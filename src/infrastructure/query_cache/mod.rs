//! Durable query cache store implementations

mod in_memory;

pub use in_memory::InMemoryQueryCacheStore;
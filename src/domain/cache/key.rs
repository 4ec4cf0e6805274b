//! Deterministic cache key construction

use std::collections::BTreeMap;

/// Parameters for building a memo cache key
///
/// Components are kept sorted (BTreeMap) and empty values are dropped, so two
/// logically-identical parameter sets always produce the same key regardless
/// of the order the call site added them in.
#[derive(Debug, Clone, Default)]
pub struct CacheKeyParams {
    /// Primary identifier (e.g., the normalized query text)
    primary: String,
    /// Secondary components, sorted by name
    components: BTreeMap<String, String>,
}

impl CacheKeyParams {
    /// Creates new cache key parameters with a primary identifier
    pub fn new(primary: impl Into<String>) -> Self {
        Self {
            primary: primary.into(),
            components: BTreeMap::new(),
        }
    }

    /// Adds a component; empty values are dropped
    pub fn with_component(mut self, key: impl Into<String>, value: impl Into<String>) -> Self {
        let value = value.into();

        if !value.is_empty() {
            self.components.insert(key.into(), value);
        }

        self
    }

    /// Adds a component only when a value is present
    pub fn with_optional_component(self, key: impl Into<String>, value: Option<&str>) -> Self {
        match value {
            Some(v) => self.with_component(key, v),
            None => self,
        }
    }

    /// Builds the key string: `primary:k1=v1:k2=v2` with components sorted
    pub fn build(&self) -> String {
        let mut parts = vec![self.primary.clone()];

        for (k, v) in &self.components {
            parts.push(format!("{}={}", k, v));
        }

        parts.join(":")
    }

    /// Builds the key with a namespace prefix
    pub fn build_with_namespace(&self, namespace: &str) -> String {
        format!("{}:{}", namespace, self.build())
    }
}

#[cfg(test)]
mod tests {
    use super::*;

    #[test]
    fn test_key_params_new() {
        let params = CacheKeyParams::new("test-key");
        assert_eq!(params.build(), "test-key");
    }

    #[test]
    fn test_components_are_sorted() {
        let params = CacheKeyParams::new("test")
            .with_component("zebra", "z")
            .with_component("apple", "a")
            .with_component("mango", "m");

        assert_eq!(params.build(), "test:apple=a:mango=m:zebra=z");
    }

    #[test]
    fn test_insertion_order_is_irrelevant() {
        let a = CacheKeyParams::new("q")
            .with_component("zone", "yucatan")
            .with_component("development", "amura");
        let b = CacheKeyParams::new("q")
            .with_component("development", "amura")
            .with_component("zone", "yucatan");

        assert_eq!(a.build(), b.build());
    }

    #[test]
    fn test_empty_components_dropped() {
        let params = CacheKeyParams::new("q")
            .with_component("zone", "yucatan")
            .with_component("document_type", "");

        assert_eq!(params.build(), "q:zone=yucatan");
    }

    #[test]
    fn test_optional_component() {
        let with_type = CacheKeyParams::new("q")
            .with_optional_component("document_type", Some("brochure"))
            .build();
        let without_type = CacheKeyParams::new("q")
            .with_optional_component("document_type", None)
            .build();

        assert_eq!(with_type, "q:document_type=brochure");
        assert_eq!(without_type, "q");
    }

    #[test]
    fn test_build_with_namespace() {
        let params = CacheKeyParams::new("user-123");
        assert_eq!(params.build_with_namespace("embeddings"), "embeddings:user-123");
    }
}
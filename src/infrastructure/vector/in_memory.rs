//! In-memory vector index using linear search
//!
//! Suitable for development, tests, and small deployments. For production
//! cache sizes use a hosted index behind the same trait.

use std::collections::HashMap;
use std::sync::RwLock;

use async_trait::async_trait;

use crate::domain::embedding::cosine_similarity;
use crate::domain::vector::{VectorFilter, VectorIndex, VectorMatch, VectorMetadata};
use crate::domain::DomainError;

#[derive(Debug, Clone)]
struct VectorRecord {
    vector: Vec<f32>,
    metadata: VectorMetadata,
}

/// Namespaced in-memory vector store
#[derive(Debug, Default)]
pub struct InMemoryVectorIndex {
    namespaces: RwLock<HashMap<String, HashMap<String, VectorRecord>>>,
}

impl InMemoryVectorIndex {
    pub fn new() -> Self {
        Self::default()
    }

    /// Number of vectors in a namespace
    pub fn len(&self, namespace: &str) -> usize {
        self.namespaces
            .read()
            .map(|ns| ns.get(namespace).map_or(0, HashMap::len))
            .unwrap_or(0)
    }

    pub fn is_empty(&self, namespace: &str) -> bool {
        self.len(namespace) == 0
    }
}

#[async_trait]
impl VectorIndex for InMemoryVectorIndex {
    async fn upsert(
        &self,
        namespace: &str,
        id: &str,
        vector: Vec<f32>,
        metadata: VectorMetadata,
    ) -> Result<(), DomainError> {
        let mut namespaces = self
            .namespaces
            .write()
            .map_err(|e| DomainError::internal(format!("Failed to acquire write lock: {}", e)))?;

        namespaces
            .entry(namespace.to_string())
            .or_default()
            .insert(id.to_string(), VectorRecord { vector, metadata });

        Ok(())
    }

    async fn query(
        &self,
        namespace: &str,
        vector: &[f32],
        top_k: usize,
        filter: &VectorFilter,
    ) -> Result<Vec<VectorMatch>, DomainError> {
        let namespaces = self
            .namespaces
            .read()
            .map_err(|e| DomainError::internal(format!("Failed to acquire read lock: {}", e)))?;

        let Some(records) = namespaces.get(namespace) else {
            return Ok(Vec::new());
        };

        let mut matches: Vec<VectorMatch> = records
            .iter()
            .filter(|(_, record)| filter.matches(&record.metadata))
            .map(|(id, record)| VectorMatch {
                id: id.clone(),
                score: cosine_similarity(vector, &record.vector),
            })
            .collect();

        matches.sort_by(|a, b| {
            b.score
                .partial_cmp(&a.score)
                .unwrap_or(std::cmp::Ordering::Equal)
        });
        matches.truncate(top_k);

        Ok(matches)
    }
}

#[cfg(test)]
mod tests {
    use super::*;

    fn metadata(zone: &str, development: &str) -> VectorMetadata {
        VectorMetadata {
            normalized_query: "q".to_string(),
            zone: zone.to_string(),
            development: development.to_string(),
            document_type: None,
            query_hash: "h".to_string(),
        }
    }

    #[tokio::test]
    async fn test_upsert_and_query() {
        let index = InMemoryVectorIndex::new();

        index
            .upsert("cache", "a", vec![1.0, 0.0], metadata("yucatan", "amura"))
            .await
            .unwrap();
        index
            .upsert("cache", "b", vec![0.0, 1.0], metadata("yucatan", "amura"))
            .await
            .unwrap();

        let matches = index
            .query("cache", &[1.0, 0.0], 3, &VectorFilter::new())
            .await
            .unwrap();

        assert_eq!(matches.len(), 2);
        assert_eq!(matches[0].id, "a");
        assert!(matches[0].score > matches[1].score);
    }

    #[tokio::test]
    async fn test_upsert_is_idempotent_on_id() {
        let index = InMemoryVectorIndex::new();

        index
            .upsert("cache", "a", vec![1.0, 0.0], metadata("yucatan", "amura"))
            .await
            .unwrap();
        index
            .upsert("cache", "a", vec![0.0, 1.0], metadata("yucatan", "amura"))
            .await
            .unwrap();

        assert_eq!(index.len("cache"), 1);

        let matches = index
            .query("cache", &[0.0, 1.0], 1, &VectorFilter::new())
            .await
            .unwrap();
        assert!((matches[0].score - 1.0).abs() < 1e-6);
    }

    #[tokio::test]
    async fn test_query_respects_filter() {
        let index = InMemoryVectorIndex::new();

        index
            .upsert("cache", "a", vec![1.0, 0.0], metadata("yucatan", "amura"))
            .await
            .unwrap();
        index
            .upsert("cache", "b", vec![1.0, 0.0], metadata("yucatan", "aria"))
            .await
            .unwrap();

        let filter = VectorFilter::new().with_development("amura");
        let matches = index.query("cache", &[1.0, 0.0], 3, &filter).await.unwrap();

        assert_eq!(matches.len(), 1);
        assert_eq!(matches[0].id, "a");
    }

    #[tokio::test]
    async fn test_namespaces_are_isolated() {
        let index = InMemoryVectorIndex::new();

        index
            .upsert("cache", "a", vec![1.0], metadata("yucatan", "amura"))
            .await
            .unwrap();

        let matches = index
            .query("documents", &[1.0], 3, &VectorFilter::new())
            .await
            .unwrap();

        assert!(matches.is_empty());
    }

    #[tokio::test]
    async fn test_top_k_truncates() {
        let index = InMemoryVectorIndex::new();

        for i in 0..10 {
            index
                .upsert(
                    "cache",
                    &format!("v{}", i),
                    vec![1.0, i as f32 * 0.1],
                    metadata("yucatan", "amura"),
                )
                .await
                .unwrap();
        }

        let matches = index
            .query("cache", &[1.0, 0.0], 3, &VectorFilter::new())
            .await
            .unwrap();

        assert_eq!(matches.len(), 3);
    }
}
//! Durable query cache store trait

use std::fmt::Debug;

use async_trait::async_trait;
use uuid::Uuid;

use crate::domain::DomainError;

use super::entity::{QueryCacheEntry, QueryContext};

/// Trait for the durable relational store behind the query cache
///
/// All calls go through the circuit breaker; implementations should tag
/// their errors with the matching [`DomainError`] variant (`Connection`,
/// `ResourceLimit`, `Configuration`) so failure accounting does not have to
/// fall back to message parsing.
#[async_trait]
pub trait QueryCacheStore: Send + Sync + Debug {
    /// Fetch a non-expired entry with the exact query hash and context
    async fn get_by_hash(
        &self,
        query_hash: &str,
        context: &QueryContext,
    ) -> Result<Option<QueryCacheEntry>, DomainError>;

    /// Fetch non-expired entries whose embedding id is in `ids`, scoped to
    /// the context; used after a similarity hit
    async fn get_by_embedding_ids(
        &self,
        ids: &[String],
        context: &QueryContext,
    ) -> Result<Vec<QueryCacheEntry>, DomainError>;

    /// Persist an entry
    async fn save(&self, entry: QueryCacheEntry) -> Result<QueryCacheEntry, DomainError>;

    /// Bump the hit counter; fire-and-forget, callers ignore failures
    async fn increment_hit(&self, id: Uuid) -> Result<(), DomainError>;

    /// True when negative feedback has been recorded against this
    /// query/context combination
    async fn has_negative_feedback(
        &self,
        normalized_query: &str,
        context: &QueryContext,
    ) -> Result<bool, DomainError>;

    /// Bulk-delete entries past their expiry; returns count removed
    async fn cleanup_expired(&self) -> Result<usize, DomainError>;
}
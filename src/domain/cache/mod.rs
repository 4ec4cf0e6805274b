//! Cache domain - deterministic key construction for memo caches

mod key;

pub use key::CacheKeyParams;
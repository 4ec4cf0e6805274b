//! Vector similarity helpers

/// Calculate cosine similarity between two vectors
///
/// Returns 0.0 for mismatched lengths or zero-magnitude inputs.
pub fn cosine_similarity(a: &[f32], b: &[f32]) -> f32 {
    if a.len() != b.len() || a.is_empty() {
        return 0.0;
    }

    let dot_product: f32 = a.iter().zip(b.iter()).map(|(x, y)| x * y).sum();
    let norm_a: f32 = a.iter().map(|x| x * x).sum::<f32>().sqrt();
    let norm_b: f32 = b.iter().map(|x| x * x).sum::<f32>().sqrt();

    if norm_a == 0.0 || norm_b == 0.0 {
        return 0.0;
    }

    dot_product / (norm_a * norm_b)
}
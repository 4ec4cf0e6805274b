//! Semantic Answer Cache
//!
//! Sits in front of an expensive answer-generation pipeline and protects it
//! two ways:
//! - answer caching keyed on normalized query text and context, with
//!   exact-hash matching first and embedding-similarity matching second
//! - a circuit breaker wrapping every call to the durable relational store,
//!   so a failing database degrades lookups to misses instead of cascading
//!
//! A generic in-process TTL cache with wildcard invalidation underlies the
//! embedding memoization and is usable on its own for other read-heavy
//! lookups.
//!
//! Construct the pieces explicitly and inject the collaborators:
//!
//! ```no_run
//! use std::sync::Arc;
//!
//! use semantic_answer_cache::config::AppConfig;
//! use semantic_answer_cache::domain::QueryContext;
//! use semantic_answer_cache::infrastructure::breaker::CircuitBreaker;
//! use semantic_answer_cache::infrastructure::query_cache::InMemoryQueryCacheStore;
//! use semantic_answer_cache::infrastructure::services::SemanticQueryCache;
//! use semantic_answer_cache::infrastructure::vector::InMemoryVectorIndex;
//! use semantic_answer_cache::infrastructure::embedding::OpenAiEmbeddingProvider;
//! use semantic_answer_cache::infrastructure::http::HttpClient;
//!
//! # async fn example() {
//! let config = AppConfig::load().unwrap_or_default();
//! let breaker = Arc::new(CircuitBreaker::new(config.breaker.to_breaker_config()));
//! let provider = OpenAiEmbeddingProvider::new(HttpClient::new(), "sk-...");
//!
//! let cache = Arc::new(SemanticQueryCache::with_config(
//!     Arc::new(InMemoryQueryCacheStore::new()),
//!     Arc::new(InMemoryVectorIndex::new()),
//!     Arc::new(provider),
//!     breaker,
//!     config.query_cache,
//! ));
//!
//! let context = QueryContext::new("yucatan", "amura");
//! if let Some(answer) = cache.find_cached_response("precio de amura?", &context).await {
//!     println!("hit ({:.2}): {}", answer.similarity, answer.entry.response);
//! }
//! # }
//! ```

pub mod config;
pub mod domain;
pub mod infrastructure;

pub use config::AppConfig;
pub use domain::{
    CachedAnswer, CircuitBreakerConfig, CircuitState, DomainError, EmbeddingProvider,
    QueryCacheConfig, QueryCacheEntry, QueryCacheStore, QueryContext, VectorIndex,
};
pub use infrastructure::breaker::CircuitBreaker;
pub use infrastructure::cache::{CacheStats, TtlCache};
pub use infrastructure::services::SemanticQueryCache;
•••••
**WHAT NEEDS TO BE DONE:** With the line holding "use std::collections::BTreeMap;" as the first and the line holding "pub struct CacheKeyParams" as the last, please transcribe exactly the lines of the material above in that range and nothing else.

**RESPONSE AREA:**
use std::collections::BTreeMap;

/// Parameters for building a memo cache key
///
/// Components are kept sorted (BTreeMap) and empty values are dropped, so two
/// logically-identical parameter sets always produce the same key regardless
/// of the order the call site added them in.
#[derive(Debug, Clone, Default)]
pub struct CacheKeyParams {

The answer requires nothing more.